▸ Work request
In the records that follow, find each line with "EnvFilter" and pull it out.

···

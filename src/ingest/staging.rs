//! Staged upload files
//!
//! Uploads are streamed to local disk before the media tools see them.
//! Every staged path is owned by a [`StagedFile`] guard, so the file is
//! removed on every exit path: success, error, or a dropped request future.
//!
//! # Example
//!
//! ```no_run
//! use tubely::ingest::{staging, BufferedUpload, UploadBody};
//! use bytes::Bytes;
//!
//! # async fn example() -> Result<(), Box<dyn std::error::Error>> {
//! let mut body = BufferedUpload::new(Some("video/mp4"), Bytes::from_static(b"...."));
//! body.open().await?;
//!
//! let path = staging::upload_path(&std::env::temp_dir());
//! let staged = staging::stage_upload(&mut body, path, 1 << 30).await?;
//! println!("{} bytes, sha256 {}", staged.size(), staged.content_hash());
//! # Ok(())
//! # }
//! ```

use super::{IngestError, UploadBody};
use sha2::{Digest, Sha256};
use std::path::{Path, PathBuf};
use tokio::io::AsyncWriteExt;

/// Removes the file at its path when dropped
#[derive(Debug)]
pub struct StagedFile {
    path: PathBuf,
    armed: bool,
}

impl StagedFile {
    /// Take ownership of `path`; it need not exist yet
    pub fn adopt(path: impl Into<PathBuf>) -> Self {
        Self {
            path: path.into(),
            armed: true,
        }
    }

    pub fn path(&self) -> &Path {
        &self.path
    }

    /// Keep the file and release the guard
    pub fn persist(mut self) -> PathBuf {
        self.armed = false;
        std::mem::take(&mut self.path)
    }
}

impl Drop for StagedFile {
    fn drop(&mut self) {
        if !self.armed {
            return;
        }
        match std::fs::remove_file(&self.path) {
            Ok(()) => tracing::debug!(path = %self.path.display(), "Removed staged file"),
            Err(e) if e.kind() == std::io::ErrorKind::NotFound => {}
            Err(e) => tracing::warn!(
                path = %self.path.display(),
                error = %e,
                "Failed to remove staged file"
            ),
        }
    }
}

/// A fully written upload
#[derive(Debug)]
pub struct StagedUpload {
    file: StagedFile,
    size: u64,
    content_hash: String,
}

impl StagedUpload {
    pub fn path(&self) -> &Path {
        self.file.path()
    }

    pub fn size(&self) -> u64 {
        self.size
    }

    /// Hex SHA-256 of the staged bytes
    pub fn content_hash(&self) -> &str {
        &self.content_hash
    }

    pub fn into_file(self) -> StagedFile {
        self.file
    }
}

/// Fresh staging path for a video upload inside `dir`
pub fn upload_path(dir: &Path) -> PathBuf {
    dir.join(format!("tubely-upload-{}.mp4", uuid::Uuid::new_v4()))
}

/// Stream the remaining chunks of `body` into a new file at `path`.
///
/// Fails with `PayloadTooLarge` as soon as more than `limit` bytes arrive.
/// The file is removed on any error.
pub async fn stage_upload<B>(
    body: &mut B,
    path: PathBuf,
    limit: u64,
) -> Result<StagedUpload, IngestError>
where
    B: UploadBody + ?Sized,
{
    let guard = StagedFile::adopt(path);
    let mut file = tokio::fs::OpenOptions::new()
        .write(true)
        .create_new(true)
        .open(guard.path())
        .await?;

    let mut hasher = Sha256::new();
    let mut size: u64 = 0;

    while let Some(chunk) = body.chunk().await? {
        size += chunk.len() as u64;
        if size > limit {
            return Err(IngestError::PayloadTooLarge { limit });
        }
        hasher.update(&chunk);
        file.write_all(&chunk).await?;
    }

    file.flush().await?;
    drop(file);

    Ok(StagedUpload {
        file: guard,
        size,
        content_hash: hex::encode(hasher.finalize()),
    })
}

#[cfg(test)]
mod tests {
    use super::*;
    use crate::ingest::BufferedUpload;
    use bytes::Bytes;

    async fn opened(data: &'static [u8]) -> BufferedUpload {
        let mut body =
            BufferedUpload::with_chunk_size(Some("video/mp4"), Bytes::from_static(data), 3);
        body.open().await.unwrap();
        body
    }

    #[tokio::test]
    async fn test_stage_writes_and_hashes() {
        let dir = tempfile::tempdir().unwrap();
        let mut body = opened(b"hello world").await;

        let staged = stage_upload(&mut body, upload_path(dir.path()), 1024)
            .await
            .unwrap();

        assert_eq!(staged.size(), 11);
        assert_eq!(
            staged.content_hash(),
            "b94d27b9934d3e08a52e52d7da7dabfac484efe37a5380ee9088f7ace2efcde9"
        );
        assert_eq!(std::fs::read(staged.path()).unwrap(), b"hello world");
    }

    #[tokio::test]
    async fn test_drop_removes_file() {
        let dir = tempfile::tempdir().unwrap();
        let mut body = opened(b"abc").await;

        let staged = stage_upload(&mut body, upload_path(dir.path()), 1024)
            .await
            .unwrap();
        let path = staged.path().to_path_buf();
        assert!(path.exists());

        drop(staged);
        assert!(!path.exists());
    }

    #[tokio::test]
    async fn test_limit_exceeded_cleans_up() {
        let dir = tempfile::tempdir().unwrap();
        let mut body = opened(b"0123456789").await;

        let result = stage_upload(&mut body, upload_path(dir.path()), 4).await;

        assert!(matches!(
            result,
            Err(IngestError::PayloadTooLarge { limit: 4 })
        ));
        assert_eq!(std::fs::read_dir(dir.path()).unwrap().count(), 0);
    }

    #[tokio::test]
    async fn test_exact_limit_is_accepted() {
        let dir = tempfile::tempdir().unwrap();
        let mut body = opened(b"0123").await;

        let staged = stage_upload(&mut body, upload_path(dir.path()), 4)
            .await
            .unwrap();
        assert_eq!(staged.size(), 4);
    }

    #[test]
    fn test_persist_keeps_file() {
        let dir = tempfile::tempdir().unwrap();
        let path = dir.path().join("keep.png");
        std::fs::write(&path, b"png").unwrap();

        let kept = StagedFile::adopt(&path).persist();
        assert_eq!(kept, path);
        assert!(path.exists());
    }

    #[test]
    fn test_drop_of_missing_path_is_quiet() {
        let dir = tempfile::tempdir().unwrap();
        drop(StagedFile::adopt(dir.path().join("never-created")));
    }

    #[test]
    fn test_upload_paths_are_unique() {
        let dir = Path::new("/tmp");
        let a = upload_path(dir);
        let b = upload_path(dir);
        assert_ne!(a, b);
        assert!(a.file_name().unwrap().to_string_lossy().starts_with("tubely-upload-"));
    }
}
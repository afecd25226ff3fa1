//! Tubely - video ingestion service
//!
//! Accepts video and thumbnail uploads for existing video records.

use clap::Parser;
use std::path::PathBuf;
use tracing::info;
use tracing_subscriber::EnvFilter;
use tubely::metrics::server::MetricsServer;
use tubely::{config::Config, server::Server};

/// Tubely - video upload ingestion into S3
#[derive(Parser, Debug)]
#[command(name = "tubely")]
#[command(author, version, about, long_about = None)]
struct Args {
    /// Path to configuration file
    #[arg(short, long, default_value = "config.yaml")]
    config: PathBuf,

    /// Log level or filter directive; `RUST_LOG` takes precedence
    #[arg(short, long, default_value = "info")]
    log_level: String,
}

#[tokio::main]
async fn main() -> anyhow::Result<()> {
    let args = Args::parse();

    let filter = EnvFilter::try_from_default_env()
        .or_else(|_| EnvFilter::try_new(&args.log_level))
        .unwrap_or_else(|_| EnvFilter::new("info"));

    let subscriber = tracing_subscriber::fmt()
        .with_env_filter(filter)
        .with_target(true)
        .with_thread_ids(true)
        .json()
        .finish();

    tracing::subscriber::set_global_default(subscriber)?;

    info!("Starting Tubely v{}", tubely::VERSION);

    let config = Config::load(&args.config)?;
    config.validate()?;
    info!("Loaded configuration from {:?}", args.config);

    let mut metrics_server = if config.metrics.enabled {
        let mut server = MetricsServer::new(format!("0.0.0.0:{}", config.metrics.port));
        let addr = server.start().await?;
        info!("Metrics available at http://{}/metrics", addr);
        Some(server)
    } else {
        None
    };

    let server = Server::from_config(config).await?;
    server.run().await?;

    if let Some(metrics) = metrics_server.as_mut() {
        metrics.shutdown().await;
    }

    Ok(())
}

···

▸ Answer below
use tracing_subscriber::EnvFilter;
    let filter = EnvFilter::try_from_default_env()
        .or_else(|_| EnvFilter::try_new(&args.log_level))
        .unwrap_or_else(|_| EnvFilter::new("info"));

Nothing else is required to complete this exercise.